Problem statement.
Copy each line below in which the word "LeadlineError" occurs.

Data for review Start Marker

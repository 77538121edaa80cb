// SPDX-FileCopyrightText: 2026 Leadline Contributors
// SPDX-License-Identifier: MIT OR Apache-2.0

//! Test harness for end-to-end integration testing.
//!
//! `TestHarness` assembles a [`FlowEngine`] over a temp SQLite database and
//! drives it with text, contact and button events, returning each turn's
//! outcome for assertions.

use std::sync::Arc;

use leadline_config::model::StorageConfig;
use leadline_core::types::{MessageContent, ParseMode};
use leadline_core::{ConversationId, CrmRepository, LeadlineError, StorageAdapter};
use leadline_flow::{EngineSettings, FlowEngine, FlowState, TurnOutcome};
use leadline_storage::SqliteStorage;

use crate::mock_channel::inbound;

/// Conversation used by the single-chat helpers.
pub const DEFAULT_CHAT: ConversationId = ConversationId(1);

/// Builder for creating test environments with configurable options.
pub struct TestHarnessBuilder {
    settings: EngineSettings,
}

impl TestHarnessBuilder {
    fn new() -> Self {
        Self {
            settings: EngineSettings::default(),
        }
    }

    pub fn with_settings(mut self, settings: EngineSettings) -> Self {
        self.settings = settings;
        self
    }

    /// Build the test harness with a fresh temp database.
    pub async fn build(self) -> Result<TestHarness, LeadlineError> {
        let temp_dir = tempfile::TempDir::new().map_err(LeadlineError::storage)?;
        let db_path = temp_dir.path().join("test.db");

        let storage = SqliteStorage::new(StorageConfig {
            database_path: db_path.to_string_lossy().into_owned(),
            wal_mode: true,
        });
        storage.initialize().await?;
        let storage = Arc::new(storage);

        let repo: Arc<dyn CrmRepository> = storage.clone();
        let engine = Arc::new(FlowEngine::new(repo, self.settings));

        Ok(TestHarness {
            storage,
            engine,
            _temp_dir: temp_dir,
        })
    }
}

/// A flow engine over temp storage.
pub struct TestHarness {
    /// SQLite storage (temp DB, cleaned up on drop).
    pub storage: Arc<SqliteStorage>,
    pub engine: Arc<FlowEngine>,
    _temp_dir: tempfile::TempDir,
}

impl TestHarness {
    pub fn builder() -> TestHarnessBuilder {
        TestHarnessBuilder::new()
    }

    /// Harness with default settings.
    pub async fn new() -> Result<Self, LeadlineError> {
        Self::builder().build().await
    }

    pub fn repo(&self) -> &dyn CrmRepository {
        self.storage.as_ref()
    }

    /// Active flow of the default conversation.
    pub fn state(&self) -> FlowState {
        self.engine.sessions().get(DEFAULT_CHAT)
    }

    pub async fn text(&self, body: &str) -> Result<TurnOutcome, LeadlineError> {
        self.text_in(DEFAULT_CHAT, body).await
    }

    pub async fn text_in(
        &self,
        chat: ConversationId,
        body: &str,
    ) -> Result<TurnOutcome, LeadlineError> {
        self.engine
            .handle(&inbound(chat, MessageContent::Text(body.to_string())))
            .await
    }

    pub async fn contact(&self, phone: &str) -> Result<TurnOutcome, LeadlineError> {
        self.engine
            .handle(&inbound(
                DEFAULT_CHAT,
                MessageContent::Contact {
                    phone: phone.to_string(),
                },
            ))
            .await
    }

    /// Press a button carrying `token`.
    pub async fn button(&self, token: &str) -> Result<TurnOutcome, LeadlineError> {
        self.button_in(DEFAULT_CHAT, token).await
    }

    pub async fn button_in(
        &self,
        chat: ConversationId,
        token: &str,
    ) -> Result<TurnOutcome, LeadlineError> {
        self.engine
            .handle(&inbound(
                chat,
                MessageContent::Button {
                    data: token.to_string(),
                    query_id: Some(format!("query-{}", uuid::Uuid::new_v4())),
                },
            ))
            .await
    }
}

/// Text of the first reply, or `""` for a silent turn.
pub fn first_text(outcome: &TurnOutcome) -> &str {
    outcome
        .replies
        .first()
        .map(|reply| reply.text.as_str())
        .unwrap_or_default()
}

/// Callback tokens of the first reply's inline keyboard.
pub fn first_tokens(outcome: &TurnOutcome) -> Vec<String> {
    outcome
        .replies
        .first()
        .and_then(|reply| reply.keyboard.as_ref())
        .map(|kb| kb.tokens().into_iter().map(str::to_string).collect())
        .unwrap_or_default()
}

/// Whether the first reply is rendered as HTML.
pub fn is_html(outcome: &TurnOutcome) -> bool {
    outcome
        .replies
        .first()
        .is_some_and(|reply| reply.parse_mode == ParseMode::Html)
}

Data for review End Marker

Expected output.
use leadline_core::{ConversationId, CrmRepository, LeadlineError, StorageAdapter};
    pub async fn build(self) -> Result<TestHarness, LeadlineError> {
        let temp_dir = tempfile::TempDir::new().map_err(LeadlineError::storage)?;
    pub async fn new() -> Result<Self, LeadlineError> {
    pub async fn text(&self, body: &str) -> Result<TurnOutcome, LeadlineError> {
    ) -> Result<TurnOutcome, LeadlineError> {
    pub async fn contact(&self, phone: &str) -> Result<TurnOutcome, LeadlineError> {
    pub async fn button(&self, token: &str) -> Result<TurnOutcome, LeadlineError> {
    ) -> Result<TurnOutcome, LeadlineError> {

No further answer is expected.